» **What is being asked**
Note each line of the listing that contains the string "true", and copy it.

» **The records**
_ _ _ _
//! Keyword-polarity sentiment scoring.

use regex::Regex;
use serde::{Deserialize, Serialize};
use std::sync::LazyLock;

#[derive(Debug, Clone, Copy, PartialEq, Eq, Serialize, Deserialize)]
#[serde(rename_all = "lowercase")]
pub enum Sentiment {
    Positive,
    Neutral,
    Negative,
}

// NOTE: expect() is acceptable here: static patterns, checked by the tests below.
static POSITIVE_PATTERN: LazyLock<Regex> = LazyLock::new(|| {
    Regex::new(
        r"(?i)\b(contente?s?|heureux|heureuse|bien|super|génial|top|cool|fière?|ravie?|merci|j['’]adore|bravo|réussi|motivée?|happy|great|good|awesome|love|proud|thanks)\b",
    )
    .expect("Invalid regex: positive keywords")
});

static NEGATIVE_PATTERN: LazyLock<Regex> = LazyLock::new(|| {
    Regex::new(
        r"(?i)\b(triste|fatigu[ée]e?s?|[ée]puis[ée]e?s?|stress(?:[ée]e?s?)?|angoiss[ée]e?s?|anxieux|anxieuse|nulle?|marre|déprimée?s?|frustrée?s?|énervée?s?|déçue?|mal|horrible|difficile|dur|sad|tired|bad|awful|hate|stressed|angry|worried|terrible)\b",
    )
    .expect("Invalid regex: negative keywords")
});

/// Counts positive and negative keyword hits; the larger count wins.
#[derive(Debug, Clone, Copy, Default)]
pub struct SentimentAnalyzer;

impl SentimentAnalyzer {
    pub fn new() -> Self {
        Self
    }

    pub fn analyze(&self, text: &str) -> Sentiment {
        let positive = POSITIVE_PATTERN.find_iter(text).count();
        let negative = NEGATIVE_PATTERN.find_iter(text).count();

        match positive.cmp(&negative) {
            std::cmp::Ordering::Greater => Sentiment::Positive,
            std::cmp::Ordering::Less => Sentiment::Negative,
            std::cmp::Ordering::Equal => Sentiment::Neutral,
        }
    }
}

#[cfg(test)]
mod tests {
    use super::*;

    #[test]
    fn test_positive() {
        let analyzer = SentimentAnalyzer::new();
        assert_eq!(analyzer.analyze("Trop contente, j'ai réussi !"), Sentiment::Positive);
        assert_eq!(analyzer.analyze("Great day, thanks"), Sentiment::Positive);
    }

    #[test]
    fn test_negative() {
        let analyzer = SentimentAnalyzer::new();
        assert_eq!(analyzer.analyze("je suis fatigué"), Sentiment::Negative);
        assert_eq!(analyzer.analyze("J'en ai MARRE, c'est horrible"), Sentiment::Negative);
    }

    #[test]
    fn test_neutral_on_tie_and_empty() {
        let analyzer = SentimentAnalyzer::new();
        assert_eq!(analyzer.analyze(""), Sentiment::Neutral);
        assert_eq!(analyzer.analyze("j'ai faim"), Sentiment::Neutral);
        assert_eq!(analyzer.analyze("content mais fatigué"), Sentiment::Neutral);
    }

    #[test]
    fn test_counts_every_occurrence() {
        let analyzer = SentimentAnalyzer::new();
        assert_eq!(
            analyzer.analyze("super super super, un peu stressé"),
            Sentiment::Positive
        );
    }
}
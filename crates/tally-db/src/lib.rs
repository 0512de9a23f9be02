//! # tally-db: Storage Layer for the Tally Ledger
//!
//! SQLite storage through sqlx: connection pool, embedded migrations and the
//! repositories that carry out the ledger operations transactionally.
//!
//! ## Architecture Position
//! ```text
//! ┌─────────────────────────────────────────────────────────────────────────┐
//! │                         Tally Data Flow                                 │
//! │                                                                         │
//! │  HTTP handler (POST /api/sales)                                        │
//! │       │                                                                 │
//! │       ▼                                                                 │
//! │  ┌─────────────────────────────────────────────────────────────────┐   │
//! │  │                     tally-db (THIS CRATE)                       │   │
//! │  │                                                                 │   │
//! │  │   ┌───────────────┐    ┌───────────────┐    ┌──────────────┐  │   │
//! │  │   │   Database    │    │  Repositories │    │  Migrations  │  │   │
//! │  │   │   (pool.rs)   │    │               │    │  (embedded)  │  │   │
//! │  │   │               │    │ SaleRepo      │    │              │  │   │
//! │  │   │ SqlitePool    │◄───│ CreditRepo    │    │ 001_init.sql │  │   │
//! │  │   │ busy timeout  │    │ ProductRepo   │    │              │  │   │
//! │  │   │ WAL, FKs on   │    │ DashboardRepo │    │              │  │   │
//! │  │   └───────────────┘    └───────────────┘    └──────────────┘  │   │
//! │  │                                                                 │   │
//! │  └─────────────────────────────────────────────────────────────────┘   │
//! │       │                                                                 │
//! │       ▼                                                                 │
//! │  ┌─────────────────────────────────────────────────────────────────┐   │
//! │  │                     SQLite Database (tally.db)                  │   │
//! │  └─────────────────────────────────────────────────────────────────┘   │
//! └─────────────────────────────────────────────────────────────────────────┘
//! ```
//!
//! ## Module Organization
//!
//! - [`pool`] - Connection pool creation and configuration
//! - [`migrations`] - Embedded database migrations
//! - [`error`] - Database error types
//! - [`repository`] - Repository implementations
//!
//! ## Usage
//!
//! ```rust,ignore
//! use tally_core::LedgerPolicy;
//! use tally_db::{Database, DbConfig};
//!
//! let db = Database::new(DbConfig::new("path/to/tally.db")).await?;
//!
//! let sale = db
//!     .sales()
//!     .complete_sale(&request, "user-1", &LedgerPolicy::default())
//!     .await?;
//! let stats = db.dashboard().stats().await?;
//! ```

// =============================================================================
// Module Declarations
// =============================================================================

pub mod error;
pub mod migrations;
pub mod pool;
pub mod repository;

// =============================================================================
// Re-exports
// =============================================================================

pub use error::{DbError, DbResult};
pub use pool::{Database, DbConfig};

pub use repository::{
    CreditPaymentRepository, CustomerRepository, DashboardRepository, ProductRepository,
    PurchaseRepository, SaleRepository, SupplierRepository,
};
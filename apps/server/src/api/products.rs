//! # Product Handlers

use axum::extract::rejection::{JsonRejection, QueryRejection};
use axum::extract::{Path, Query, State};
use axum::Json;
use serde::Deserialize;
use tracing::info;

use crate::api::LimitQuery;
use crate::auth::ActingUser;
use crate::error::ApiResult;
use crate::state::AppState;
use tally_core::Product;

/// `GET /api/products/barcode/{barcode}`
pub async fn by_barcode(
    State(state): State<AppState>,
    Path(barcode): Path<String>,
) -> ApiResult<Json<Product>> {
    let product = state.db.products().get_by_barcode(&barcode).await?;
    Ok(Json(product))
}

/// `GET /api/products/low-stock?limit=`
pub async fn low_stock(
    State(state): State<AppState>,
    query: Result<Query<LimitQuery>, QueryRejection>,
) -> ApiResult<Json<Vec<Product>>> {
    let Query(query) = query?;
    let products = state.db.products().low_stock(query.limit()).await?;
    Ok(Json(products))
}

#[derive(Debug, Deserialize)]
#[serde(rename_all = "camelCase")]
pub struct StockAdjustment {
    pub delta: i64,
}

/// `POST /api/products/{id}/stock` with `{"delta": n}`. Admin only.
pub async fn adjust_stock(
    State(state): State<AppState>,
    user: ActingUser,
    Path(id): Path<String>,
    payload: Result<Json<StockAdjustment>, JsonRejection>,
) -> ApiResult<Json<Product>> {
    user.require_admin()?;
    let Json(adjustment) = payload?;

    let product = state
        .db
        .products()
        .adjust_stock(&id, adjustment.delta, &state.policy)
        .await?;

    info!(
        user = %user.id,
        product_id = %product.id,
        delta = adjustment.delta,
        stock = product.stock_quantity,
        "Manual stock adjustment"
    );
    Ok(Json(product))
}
_ _ _ _
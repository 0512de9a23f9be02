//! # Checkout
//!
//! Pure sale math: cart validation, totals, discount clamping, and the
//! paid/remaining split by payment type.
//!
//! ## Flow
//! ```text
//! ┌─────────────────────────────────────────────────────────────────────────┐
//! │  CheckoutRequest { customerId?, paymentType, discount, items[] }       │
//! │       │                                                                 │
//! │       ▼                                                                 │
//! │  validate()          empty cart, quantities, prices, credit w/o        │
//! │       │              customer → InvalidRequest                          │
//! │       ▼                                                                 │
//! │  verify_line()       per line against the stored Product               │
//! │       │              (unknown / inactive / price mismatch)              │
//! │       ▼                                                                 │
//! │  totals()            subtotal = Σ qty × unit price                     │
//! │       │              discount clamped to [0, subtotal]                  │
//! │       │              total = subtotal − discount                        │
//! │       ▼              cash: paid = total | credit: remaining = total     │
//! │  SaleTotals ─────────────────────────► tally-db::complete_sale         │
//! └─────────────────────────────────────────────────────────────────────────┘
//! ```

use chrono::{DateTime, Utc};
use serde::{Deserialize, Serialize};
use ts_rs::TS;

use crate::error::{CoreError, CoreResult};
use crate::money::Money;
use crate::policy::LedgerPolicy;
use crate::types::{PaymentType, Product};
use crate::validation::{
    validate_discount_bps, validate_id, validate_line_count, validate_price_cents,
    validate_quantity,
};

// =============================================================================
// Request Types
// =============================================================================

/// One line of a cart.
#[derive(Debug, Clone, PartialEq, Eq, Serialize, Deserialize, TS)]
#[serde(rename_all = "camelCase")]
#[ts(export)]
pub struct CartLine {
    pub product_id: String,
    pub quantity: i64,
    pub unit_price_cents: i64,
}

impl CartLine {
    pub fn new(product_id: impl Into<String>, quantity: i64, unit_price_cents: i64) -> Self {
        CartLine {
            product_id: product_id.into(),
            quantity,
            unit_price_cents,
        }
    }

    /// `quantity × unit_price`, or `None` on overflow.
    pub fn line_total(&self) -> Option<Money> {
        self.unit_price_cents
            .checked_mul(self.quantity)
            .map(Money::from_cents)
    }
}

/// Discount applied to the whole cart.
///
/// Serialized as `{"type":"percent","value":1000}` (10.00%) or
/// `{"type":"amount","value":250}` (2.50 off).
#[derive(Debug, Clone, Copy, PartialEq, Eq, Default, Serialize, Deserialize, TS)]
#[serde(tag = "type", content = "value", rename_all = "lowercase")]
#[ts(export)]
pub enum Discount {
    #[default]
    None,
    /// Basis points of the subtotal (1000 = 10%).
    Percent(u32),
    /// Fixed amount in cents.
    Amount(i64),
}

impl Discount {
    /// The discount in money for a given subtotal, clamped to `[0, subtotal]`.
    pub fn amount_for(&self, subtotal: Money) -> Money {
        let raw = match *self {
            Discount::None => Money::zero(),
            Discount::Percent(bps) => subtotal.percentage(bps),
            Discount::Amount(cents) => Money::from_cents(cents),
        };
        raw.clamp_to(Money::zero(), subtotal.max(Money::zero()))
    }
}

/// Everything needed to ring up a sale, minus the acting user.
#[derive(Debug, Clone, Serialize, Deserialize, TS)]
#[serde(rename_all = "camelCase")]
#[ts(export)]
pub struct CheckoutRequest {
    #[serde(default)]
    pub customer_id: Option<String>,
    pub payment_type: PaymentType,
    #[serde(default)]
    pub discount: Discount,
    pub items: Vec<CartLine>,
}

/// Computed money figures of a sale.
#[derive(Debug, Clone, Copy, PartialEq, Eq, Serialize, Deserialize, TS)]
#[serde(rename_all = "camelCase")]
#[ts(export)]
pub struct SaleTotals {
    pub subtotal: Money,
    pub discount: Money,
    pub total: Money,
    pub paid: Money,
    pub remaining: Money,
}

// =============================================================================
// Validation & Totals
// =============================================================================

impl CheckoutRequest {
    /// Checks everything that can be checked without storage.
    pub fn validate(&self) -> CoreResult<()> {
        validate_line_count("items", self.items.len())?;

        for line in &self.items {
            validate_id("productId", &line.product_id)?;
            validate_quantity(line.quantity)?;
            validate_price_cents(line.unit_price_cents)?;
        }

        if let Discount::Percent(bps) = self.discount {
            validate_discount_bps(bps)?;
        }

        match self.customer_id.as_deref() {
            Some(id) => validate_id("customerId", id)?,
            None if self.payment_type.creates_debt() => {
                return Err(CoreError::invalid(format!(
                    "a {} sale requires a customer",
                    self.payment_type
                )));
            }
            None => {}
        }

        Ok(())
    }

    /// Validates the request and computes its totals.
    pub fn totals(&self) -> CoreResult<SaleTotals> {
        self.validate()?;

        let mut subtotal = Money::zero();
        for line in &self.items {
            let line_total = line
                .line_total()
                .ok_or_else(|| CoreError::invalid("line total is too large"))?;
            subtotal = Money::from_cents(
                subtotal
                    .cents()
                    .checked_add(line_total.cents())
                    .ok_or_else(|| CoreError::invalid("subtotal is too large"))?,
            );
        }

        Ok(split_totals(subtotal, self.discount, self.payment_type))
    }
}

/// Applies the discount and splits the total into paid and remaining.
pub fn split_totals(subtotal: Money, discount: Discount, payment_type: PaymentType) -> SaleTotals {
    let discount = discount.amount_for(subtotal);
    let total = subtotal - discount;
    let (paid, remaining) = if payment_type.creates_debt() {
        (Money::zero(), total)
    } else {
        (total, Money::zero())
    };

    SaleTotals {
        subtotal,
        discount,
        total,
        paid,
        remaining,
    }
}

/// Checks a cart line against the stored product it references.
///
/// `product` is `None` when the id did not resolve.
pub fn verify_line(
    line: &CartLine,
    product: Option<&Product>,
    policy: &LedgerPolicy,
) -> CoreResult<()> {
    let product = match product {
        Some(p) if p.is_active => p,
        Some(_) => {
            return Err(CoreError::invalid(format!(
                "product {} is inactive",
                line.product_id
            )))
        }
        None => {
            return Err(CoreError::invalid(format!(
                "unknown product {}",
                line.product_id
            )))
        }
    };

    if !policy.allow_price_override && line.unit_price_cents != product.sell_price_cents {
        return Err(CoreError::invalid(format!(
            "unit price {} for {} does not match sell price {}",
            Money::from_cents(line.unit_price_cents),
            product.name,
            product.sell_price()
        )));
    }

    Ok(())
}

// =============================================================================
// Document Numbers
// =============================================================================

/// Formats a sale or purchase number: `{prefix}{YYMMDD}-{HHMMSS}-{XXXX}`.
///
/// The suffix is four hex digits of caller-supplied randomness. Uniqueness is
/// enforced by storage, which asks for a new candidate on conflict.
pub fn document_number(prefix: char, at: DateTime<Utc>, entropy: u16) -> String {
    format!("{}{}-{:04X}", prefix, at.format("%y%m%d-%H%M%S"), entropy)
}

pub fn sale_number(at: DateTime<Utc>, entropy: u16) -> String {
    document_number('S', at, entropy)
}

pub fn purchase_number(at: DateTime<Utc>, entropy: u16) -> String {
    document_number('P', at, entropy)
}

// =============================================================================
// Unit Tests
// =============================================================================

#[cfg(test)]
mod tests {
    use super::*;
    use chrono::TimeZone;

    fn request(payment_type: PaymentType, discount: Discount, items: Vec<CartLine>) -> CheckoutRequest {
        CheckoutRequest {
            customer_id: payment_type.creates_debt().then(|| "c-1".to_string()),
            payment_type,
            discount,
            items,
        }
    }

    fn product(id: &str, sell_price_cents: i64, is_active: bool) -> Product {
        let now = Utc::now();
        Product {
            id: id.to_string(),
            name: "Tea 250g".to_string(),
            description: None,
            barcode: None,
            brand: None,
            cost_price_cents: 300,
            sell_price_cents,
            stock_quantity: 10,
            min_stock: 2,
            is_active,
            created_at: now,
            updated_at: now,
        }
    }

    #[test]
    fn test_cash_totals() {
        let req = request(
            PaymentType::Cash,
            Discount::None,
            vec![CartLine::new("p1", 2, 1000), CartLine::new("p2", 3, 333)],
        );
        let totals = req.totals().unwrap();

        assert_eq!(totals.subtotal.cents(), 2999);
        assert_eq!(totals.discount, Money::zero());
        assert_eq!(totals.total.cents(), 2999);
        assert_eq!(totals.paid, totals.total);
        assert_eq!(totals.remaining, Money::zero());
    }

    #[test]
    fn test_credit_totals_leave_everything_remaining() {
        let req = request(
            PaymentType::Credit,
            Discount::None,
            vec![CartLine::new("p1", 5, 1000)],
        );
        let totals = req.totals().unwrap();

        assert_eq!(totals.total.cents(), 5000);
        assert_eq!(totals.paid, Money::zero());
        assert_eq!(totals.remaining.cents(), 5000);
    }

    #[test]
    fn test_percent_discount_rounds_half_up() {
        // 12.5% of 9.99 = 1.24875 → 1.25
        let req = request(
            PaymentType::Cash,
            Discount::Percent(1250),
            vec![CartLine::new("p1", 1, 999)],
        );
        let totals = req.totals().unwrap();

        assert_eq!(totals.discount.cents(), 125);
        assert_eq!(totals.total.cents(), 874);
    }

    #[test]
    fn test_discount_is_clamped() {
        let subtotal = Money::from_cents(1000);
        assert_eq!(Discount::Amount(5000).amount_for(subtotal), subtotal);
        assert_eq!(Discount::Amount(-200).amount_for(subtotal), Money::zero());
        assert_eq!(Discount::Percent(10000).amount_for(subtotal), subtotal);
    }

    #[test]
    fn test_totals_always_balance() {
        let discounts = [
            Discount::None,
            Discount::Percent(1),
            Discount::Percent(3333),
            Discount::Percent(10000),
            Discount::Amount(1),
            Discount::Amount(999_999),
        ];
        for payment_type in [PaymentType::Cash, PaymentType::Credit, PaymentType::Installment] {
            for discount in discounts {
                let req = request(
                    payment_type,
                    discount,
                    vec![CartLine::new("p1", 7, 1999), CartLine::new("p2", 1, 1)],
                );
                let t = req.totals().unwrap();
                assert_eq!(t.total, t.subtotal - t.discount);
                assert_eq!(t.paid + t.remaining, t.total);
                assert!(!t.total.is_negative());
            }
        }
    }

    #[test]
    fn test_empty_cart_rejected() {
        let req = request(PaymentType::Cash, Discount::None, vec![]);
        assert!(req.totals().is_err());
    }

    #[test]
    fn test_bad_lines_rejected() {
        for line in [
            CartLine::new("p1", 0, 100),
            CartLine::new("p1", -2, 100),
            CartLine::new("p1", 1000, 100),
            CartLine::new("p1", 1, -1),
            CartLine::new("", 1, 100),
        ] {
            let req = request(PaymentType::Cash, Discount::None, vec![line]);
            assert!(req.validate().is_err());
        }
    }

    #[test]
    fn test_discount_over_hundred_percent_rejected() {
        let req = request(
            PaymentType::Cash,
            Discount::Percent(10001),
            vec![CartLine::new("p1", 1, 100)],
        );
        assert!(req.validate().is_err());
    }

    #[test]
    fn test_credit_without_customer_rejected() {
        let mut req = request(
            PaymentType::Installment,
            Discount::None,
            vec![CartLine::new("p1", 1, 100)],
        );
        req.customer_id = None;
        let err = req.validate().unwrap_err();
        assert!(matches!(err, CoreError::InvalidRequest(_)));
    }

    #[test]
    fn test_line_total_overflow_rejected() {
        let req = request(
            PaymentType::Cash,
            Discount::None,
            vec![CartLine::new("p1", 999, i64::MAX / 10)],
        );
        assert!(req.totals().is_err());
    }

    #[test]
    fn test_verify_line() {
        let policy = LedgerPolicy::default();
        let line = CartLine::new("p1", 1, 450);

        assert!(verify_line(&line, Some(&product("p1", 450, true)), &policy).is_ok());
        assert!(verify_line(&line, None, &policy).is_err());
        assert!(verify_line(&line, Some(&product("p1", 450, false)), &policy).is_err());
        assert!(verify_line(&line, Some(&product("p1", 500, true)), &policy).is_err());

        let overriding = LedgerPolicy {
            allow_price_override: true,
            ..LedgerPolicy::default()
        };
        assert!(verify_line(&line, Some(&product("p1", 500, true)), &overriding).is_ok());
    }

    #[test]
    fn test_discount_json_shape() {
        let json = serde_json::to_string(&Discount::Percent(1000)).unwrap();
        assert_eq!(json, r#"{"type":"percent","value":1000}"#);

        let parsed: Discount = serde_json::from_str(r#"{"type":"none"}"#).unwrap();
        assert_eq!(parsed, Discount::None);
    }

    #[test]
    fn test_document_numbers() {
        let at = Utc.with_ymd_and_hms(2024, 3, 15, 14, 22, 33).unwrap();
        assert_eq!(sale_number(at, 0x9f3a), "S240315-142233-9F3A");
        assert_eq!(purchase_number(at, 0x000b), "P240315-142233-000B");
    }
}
_ _ _ _
» **The answer**
        assert!(verify_line(&line, Some(&product("p1", 450, true)), &policy).is_ok());
        assert!(verify_line(&line, Some(&product("p1", 500, true)), &policy).is_err());
            allow_price_override: true,
        assert!(verify_line(&line, Some(&product("p1", 500, true)), &overriding).is_ok());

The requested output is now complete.